Building cash value in your policy and then taking a loan against the cash value is not a taxable situation. So you could use the cash value to go on some shopping spree if you like, buy yourself a perty dress or sweet car and no taxes.

  1. Earn dividends

While not guaranteed, many insurance companies that offer permanent life insurance options that build cash value have paid dividends to policyholders for decades. Even during many economic problems, some even during the great depression. Dividends are not guaranteed but are extra earnings the company had for the year that are distributed to policyholders, many of whom choose to get them in the form of extra cash value.

  1. Riders to increase cash value

You can add riders to life insurance that alter its use. A paid-up additions life insurance rider for a whole life policy will increase its death benefit which allows you to add more cash value to the policy without it becoming a modified endowment contract. What this means simply is that you can maintain a tax-advantaged status with your policy and continue growing its cash value without having to get another policy.

  1. Build financial certainty while alive

Leveraging the cash value in your policy and purchasing investments will allow you to generate passive or residual income now. Over time this income growth can be used to buy more and more policies and more and more passive income streams. This is how wealth is created and passed on from generation to generation.

  1. Premiums are a business expense

If you have whole life policies in your business they can be considered a business expense. For business owners or those looking to become business owners, you know that showing expenses can sometimes make the difference between being profitable for the year and not.

Many companies use whole life insurance policies as a means to accelerate or grow the company’s money. A whole life policy essentially allows you to keep control of your money earning interest on it as it goes into the policy, but then allows you to use or leverage that money to buy the products needed to operate the business.

  1. Convert to annuity

Using a 1035 exchange option you can convert one contract type to another. If you decide to do this with your whole life policy it may help generate monthly income a little higher than what you could get from the policy itself. It MAY be a good option depending on the circumstances for you at the time.

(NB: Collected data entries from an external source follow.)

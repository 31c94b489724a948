//! Hover tooltip and intro panes

use crate::session::Tooltip;
use crate::ui::theme::DEFAULT_THEME;
use ratatui::{
    layout::Rect,
    style::{Modifier, Style},
    text::{Line, Span},
    widgets::{Block, Borders, Padding, Paragraph, Wrap},
    Frame,
};

/// Shown until the first snapshot arrives
pub const INTRO_TEXT: &str = "No program state to show yet.\n\n\
Pause a program at a breakpoint, or start memviz with a snapshot file,\n\
to see its runtime stack and heap laid out cell by cell.";

pub fn render_tooltip_pane(frame: &mut Frame, area: Rect, tooltip: Option<&Tooltip>) {
    let block = Block::default()
        .title(" Details ")
        .borders(Borders::ALL)
        .border_style(Style::default().fg(DEFAULT_THEME.border_normal))
        .padding(Padding::new(1, 1, 0, 0));

    let paragraph = match tooltip {
        Some(tooltip) => {
            let lines: Vec<Line> = tooltip
                .text
                .lines()
                .map(|line| Line::from(Span::raw(line.to_string())))
                .collect();
            Paragraph::new(lines).style(Style::default().fg(DEFAULT_THEME.sa_white))
        }
        None => Paragraph::new("Select a row with ↑/↓ to inspect it")
            .style(Style::default().fg(DEFAULT_THEME.comment)),
    };

    frame.render_widget(paragraph.block(block).wrap(Wrap { trim: false }), area);
}

pub fn render_intro_pane(frame: &mut Frame, area: Rect) {
    let block = Block::default()
        .title(" memviz ")
        .borders(Borders::ALL)
        .border_style(Style::default().fg(DEFAULT_THEME.border_normal))
        .padding(Padding::new(2, 2, 1, 0));

    let paragraph = Paragraph::new(INTRO_TEXT)
        .block(block)
        .style(
            Style::default()
                .fg(DEFAULT_THEME.primary)
                .add_modifier(Modifier::ITALIC),
        )
        .wrap(Wrap { trim: false });

    frame.render_widget(paragraph, area);
}
//! Terminal user interface built on [ratatui](https://github.com/ratatui-org/ratatui).
//!
//! The UI is organized into three layers:
//!
//! - **[`app`]**: application state, keyboard event loop, region focus, row selection
//! - **[`panes`]**: render functions for the memory grids, hover details and status bar
//! - **[`theme`]**: maps diagram style tokens and UI chrome to concrete colours
//!
//! The entry point for consumers is [`App`]: construct it with a [`Session`] and
//! call [`App::run`] to start the event loop. The app attaches itself to the
//! session as the draw surface.
//!
//! [`Session`]: crate::session::Session
//! [`App::run`]: app::App::run

pub mod app;
pub mod panes;
pub mod theme;

pub use app::App;
//! TUI pane rendering modules
//!
//! # Pane Modules
//!
//! - [`memory`]: one memory region of the current diagram as a column of boxes
//! - [`tooltip`]: hover details for the selected row, and the intro text
//! - [`status`]: status bar with keybindings and render mode
//!
//! Each pane exports a `render_*` function taking a [`ratatui::Frame`] and
//! the area to draw into; panes hold no state beyond their scroll offsets.

pub mod memory;
pub mod status;
pub mod tooltip;

pub use memory::{render_memory_pane, GridRenderData, GridScrollState};
pub use status::{render_status_bar, StatusRenderData};
pub use tooltip::{render_intro_pane, render_tooltip_pane};
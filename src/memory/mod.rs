//! Memory model for snapshot rendering
//!
//! This module provides the read-only memory abstractions:
//! - [`value`]: Raw cell contents ([`value::Bits`], [`value::MemoryCell`]) and literal formatting
//! - [`types`]: Type descriptor chains and their English explanations
//! - [`MemorySnapshot`]: One region's sparse address → cell map
//! - [`MemoryView`]: Stack and heap treated as one logical address space
//!
//! # Address Space
//!
//! Stack and heap share one word-addressed space. The runtime stack grows
//! upward from address 0; the heap grows downward from the top:
//!
//! ```text
//! 0 ──────────── stack extent ............ heap ──── top
//!   ↑ stack grows                  heap grows ↓
//! ```
//!
//! Any address below the stack's extent belongs to the stack, recorded or
//! not. Everything else is looked up in the heap.

pub mod types;
pub mod value;

use serde::{Deserialize, Serialize};
use std::collections::BTreeMap;
use value::{Address, MemoryCell};

/// One region's captured contents
#[derive(Debug, Clone, Default, PartialEq, Serialize, Deserialize)]
pub struct MemorySnapshot {
    cells: BTreeMap<Address, MemoryCell>,
    /// Explicit high-water mark; defaults to one past the highest key
    #[serde(default, skip_serializing_if = "Option::is_none")]
    extent: Option<Address>,
}

impl MemorySnapshot {
    pub fn new() -> Self {
        Self::default()
    }

    pub fn with_extent(mut self, extent: Address) -> Self {
        self.extent = Some(extent);
        self
    }

    pub fn insert(&mut self, address: Address, cell: MemoryCell) {
        self.cells.insert(address, cell);
    }

    pub fn get(&self, address: Address) -> Option<&MemoryCell> {
        self.cells.get(&address)
    }

    pub fn contains(&self, address: Address) -> bool {
        self.cells.contains_key(&address)
    }

    /// Recorded cells in ascending address order
    pub fn iter(&self) -> impl DoubleEndedIterator<Item = (Address, &MemoryCell)> {
        self.cells.iter().map(|(addr, cell)| (*addr, cell))
    }

    pub fn len(&self) -> usize {
        self.cells.len()
    }

    pub fn is_empty(&self) -> bool {
        self.cells.is_empty()
    }

    /// First address past the region's domain
    pub fn extent(&self) -> Address {
        self.extent.unwrap_or_else(|| {
            self.cells
                .last_key_value()
                .map(|(addr, _)| addr + 1)
                .unwrap_or(0)
        })
    }
}

impl FromIterator<(Address, MemoryCell)> for MemorySnapshot {
    fn from_iter<I: IntoIterator<Item = (Address, MemoryCell)>>(iter: I) -> Self {
        MemorySnapshot {
            cells: iter.into_iter().collect(),
            extent: None,
        }
    }
}

/// Stack and heap snapshots viewed as a single address space
#[derive(Debug, Clone, Copy)]
pub struct MemoryView<'a> {
    pub stack: &'a MemorySnapshot,
    pub heap: &'a MemorySnapshot,
}

impl<'a> MemoryView<'a> {
    pub fn new(stack: &'a MemorySnapshot, heap: &'a MemorySnapshot) -> Self {
        MemoryView { stack, heap }
    }

    /// Look up the cell that defines an address.
    ///
    /// Stack residency is decided by bounds, not presence: an unrecorded
    /// address below the stack extent resolves to `None` without consulting
    /// the heap.
    pub fn resolve(&self, address: Address) -> Option<&'a MemoryCell> {
        if address < self.stack.extent() {
            self.stack.get(address)
        } else {
            self.heap.get(address)
        }
    }

    /// Resolve a signed pointer value; negative targets never resolve
    pub fn resolve_pointer(&self, target: i64) -> Option<&'a MemoryCell> {
        Address::try_from(target)
            .ok()
            .and_then(|address| self.resolve(address))
    }
}
// memviz: annotated stack and heap diagrams for paused C programs

use std::fs::File;
use std::io;
use std::path::{Path, PathBuf};
use std::sync::Mutex;

use crossterm::{
    execute,
    terminal::{self, disable_raw_mode, enable_raw_mode, EnterAlternateScreen, LeaveAlternateScreen},
};
use ratatui::{backend::CrosstermBackend, Terminal};
use tracing_subscriber::{fmt, layer::SubscriberExt, util::SubscriberInitExt, EnvFilter};

use memviz::config::VisualizerConfig;
use memviz::session::Session;
use memviz::ui::{app::viewport_units, App};

const DEFAULT_LOG_FILE: &str = "memviz.log";

struct Args {
    snapshot: Option<PathBuf>,
    config: Option<PathBuf>,
    log: PathBuf,
}

fn usage(program_name: &str) {
    eprintln!("Usage: {} [snapshot.json] [--config <file.toml>] [--log <file>]", program_name);
    eprintln!();
    eprintln!("Examples:");
    eprintln!(
        "  {} demos/sample.json        # Inspect the bundled sample snapshot",
        program_name
    );
    eprintln!(
        "  {}                          # Start empty",
        program_name
    );
}

fn parse_args() -> Result<Args, String> {
    let mut args = std::env::args().skip(1);
    let mut parsed = Args {
        snapshot: None,
        config: None,
        log: PathBuf::from(DEFAULT_LOG_FILE),
    };

    while let Some(arg) = args.next() {
        match arg.as_str() {
            "--config" => {
                let value = args.next().ok_or("--config needs a file")?;
                parsed.config = Some(PathBuf::from(value));
            }
            "--log" => {
                let value = args.next().ok_or("--log needs a file")?;
                parsed.log = PathBuf::from(value);
            }
            "-h" | "--help" => return Err(String::new()),
            flag if flag.starts_with("--") => return Err(format!("Unknown option '{}'", flag)),
            path if parsed.snapshot.is_none() => parsed.snapshot = Some(PathBuf::from(path)),
            extra => return Err(format!("Unexpected argument '{}'", extra)),
        }
    }

    Ok(parsed)
}

/// Log to a file; the terminal belongs to the TUI
fn init_logging(path: &Path) -> io::Result<()> {
    let file = File::create(path)?;
    tracing_subscriber::registry()
        .with(
            EnvFilter::try_from_default_env()
                .unwrap_or_else(|_| EnvFilter::new("info,memviz=debug")),
        )
        .with(fmt::layer().with_writer(Mutex::new(file)).with_ansi(false))
        .init();
    Ok(())
}

fn main() -> Result<(), Box<dyn std::error::Error>> {
    let program_name = std::env::args()
        .next()
        .unwrap_or_else(|| "memviz".to_string());

    let args = match parse_args() {
        Ok(args) => args,
        Err(message) => {
            if !message.is_empty() {
                eprintln!("Error: {}", message);
                eprintln!();
            }
            usage(&program_name);
            std::process::exit(1);
        }
    };

    init_logging(&args.log)?;

    let config = match &args.config {
        Some(path) => match VisualizerConfig::load(path) {
            Ok(config) => config,
            Err(e) => {
                eprintln!("Error: {}", e);
                std::process::exit(1);
            }
        },
        None => VisualizerConfig::default(),
    };

    if let Some(path) = &args.snapshot {
        if !path.exists() {
            eprintln!("Error: File '{}' not found", path.display());
            usage(&program_name);
            std::process::exit(1);
        }
    }

    let (columns, rows) = terminal::size()?;
    let (width, height) = viewport_units(columns, rows);
    tracing::info!(width, height, snapshot = ?args.snapshot, "starting memviz");
    let session = Session::new(config, width, height);

    // Set up terminal
    enable_raw_mode()?;
    let mut stdout = io::stdout();
    execute!(stdout, EnterAlternateScreen)?;
    let backend = CrosstermBackend::new(stdout);
    let mut terminal = Terminal::new(backend)?;

    let mut app = App::new(session, args.snapshot);
    let res = app.run(&mut terminal);

    // Restore terminal
    disable_raw_mode()?;
    execute!(terminal.backend_mut(), LeaveAlternateScreen)?;
    terminal.show_cursor()?;

    if let Err(err) = res {
        eprintln!("Error: {:?}", err);
    }

    Ok(())
}
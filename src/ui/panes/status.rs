//! Status bar rendering with keybindings and mode indicators

use crate::ui::theme::DEFAULT_THEME;
use ratatui::{
    layout::{Alignment, Constraint, Direction, Layout, Rect},
    style::{Color, Modifier, Style},
    text::{Line, Span},
    widgets::Paragraph,
    Frame,
};

/// Data needed to render the status bar
pub struct StatusRenderData<'a> {
    pub message: &'a str,
    pub snapshot_id: Option<u64>,
    pub compact: bool,
    pub printable: bool,
    pub is_error: bool,
}

pub fn render_status_bar(frame: &mut Frame, area: Rect, data: StatusRenderData) {
    let layout = Layout::default()
        .direction(Direction::Horizontal)
        .constraints([Constraint::Percentage(50), Constraint::Percentage(50)])
        .split(area);

    let snapshot_text = match data.snapshot_id {
        Some(id) => format!(" Snapshot #{} ", id),
        None => " No snapshot ".to_string(),
    };

    let left_spans = vec![
        Span::styled(
            snapshot_text,
            Style::default()
                .bg(if data.is_error {
                    DEFAULT_THEME.error
                } else {
                    DEFAULT_THEME.primary
                })
                .fg(Color::Black)
                .add_modifier(Modifier::BOLD),
        ),
        Span::styled(
            " | ",
            Style::default()
                .bg(DEFAULT_THEME.status_bg)
                .fg(DEFAULT_THEME.comment),
        ),
        Span::styled(
            format!(" {} ", data.message),
            Style::default()
                .bg(DEFAULT_THEME.status_bg)
                .fg(if data.is_error {
                    DEFAULT_THEME.error
                } else {
                    DEFAULT_THEME.sa_white
                }),
        ),
    ];

    frame.render_widget(
        Paragraph::new(Line::from(left_spans))
            .style(Style::default().bg(DEFAULT_THEME.status_bg))
            .alignment(Alignment::Left),
        layout[0],
    );

    let key_style = Style::default().bg(DEFAULT_THEME.comment).fg(Color::Black);
    let desc_style = Style::default()
        .bg(DEFAULT_THEME.status_bg)
        .fg(DEFAULT_THEME.sa_white);
    let sep_style = Style::default()
        .bg(DEFAULT_THEME.status_bg)
        .fg(DEFAULT_THEME.comment);
    let mode_style = Style::default()
        .bg(DEFAULT_THEME.secondary)
        .fg(Color::Black)
        .add_modifier(Modifier::BOLD);

    let right_spans = vec![
        Span::styled(" ↑/↓ ", key_style),
        Span::styled(" select ", desc_style),
        Span::styled("│", sep_style),
        Span::styled(" ⇥ ", key_style),
        Span::styled(" region ", desc_style),
        Span::styled("│", sep_style),
        Span::styled(" c ", key_style),
        Span::styled(" density ", desc_style),
        Span::styled("│", sep_style),
        Span::styled(" p ", key_style),
        Span::styled(" print ", desc_style),
        Span::styled("│", sep_style),
        Span::styled(" r ", key_style),
        Span::styled(" reload ", desc_style),
        Span::styled("│", sep_style),
        Span::styled("q", key_style),
        Span::styled(" quit ", desc_style),
        Span::styled("│", sep_style),
        Span::styled(if data.compact { " COMPACT " } else { " FULL " }, mode_style),
        Span::styled(if data.printable { " PRINT " } else { " DARK " }, mode_style),
    ];

    frame.render_widget(
        Paragraph::new(Line::from(right_spans))
            .style(Style::default().bg(DEFAULT_THEME.status_bg))
            .alignment(Alignment::Right),
        layout[1],
    );
}
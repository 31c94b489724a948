//! Raw memory cell contents
//!
//! A [`MemoryCell`] pairs the raw [`Bits`] stored at one address with the
//! static type the interpreter attributed to them, if any. Cells are captured
//! once per pause and never mutated.
//!
//! # Bit encoding
//!
//! Bytes are stored little-endian. On disk they use the interpreter's native
//! binary-string form: `'0'`/`'1'` characters, most significant bit first,
//! with a length that is a multiple of 8.
//!
//! ```text
//! "00000000000000000000000000000101"  →  5 (4-byte int)
//! "11111111111111111111111111111111"  → -1 (frame-link sentinel)
//! ```

use super::types::{BaseType, TypeChain, TypeNode};
use serde::{Deserialize, Deserializer, Serialize, Serializer};
use std::fmt;

/// Memory address type
pub type Address = u64;

/// Width of an interpreter word in bytes
pub const WORD_BYTES: usize = 4;

/// Raw little-endian bytes of one cell
#[derive(Debug, Clone, Default, PartialEq, Eq, Hash)]
pub struct Bits(Vec<u8>);

impl Bits {
    pub fn from_bytes(bytes: Vec<u8>) -> Self {
        Bits(bytes)
    }

    /// Encode an integer as a word-sized little-endian value
    pub fn from_int(value: i64) -> Self {
        Bits(value.to_le_bytes()[..WORD_BYTES].to_vec())
    }

    pub fn from_f32(value: f32) -> Self {
        Bits(value.to_le_bytes().to_vec())
    }

    pub fn from_char(value: u8) -> Self {
        Bits(vec![value])
    }

    pub fn bytes(&self) -> &[u8] {
        &self.0
    }

    pub fn is_empty(&self) -> bool {
        self.0.is_empty()
    }

    /// Interpret as a signed integer, sign-extending from the stored width.
    ///
    /// Widths above 8 bytes keep only the low 8 bytes.
    pub fn as_int(&self) -> i64 {
        if self.0.is_empty() {
            return 0;
        }
        let width = self.0.len().min(8);
        let mut buf = [0u8; 8];
        buf[..width].copy_from_slice(&self.0[..width]);
        if self.0[width - 1] & 0x80 != 0 {
            for byte in &mut buf[width..] {
                *byte = 0xff;
            }
        }
        i64::from_le_bytes(buf)
    }

    /// Interpret as an IEEE float: 8 bytes as `f64`, anything else through `f32`
    pub fn as_float(&self) -> f64 {
        match self.0.len() {
            8 => {
                let mut buf = [0u8; 8];
                buf.copy_from_slice(&self.0);
                f64::from_le_bytes(buf)
            }
            _ => {
                let mut buf = [0u8; 4];
                let width = self.0.len().min(4);
                buf[..width].copy_from_slice(&self.0[..width]);
                f32::from_le_bytes(buf) as f64
            }
        }
    }

    /// Low byte, the character payload
    pub fn as_char(&self) -> u8 {
        self.0.first().copied().unwrap_or(0)
    }

    /// Binary-string form, most significant bit first
    pub fn to_bit_string(&self) -> String {
        self.0
            .iter()
            .rev()
            .map(|byte| format!("{:08b}", byte))
            .collect()
    }

    /// Parse the binary-string form
    pub fn parse_bit_string(s: &str) -> Result<Self, String> {
        if s.len() % 8 != 0 {
            return Err(format!(
                "bit string length {} is not a multiple of 8",
                s.len()
            ));
        }
        let mut bytes = Vec::with_capacity(s.len() / 8);
        for chunk in s.as_bytes().chunks(8).rev() {
            let mut byte = 0u8;
            for &c in chunk {
                byte = match c {
                    b'0' => byte << 1,
                    b'1' => (byte << 1) | 1,
                    other => {
                        return Err(format!("invalid bit character '{}'", other as char));
                    }
                };
            }
            bytes.push(byte);
        }
        Ok(Bits(bytes))
    }
}

impl fmt::Display for Bits {
    fn fmt(&self, f: &mut fmt::Formatter<'_>) -> fmt::Result {
        f.write_str(&self.to_bit_string())
    }
}

impl Serialize for Bits {
    fn serialize<S: Serializer>(&self, serializer: S) -> Result<S::Ok, S::Error> {
        serializer.serialize_str(&self.to_bit_string())
    }
}

impl<'de> Deserialize<'de> for Bits {
    fn deserialize<D: Deserializer<'de>>(deserializer: D) -> Result<Self, D::Error> {
        let s = String::deserialize(deserializer)?;
        Bits::parse_bit_string(&s).map_err(serde::de::Error::custom)
    }
}

/// Content of one address, with its static type when known
#[derive(Debug, Clone, PartialEq, Serialize, Deserialize)]
pub struct MemoryCell {
    pub bits: Bits,
    #[serde(rename = "type", default, skip_serializing_if = "Option::is_none")]
    pub ty: Option<TypeChain>,
}

impl MemoryCell {
    pub fn new(bits: Bits, ty: Option<TypeChain>) -> Self {
        MemoryCell { bits, ty }
    }

    /// Cell holding an integer of the given type
    pub fn typed(value: i64, ty: TypeChain) -> Self {
        MemoryCell::new(Bits::from_int(value), Some(ty))
    }

    /// Cell with no static type (raw heap bytes, saved frame links)
    pub fn untyped(value: i64) -> Self {
        MemoryCell::new(Bits::from_int(value), None)
    }

    pub fn int_value(&self) -> i64 {
        self.bits.as_int()
    }

    /// The type chain, treating an empty chain like a missing one
    pub fn type_chain(&self) -> Option<&[TypeNode]> {
        self.ty.as_deref().filter(|chain| !chain.is_empty())
    }
}

/// Render a cell's bits as a literal of its static type.
///
/// Untyped cells render as an empty string; callers decide what to show
/// instead.
pub fn format_cell(cell: &MemoryCell) -> String {
    let Some(chain) = cell.type_chain() else {
        return String::new();
    };
    match &chain[0] {
        TypeNode::BaseType { base_type } => format_base(&cell.bits, *base_type),
        // Pointers are plain addresses in this memory model
        TypeNode::Pointer | TypeNode::Array { .. } | TypeNode::Parameters => {
            format!("{}", cell.bits.as_int())
        }
    }
}

fn format_base(bits: &Bits, base_type: BaseType) -> String {
    match base_type {
        BaseType::Int | BaseType::Void => format!("{}", bits.as_int()),
        BaseType::Float if bits.bytes().len() == 8 => format!("{}", bits.as_float()),
        BaseType::Float => format!("{}", bits.as_float() as f32),
        BaseType::Char => {
            let byte = bits.as_char();
            if byte.is_ascii_graphic() || byte == b' ' {
                format!("'{}'", byte as char)
            } else {
                format!("'\\x{:02x}'", byte)
            }
        }
    }
}

#[cfg(test)]
mod tests {
    use super::*;

    #[test]
    fn bit_string_is_msb_first() {
        let bits = Bits::parse_bit_string("00000000000000000000000100000010").unwrap();
        assert_eq!(bits.bytes(), &[0x02, 0x01, 0x00, 0x00]);
        assert_eq!(bits.as_int(), 258);
        assert_eq!(bits.to_bit_string(), "00000000000000000000000100000010");
    }

    #[test]
    fn negative_words_sign_extend() {
        assert_eq!(Bits::from_int(-1).as_int(), -1);
        assert_eq!(Bits::from_bytes(vec![0xfe]).as_int(), -2);
    }

    #[test]
    fn rejects_ragged_or_non_binary_strings() {
        assert!(Bits::parse_bit_string("0101").is_err());
        assert!(Bits::parse_bit_string("0000000x").is_err());
    }

    #[test]
    fn formats_chars_and_floats() {
        let c = MemoryCell::new(Bits::from_char(b'a'), Some(vec![TypeNode::base(BaseType::Char)]));
        assert_eq!(format_cell(&c), "'a'");
        let nul = MemoryCell::new(Bits::from_char(0), Some(vec![TypeNode::base(BaseType::Char)]));
        assert_eq!(format_cell(&nul), "'\\x00'");
        let f = MemoryCell::new(Bits::from_f32(1.5), Some(vec![TypeNode::base(BaseType::Float)]));
        assert_eq!(format_cell(&f), "1.5");
    }
}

  1. Convert to long term care

As we all get older the last thing we want to have to happen is for us to require assistance in getting out of bed, let alone other daily tasks. That being said we know that it does indeed happen. In the event that such a thing may occur you can take your policy and convert it to a new policy with long-term care included. This and the above option would reduce many of the advantages a cash value building permanent life insurance policy has but given the medical care some need it may make sense

  1. Use as collateral

If you are trying to purchase a home and are having a hard time getting approved, then you may be able to use the cash value as collateral to qualify. In some cases, you can use the death benefit as collateral depending on the bankers, though in either case be careful how you structure the deal. Locate a suitable professional to ensure it’s good for you, not just the bank.

  1. Pay the premiums

Let’s be real, sometimes things go badly and we find ourselves not earning what we would like or expect. In these cases, you can use the cash value in your policy to pay the premiums until you get back on your feet. I suggest this is an absolute last resort, in that you have already sold stuff, begged, and borrowed to stay afloat.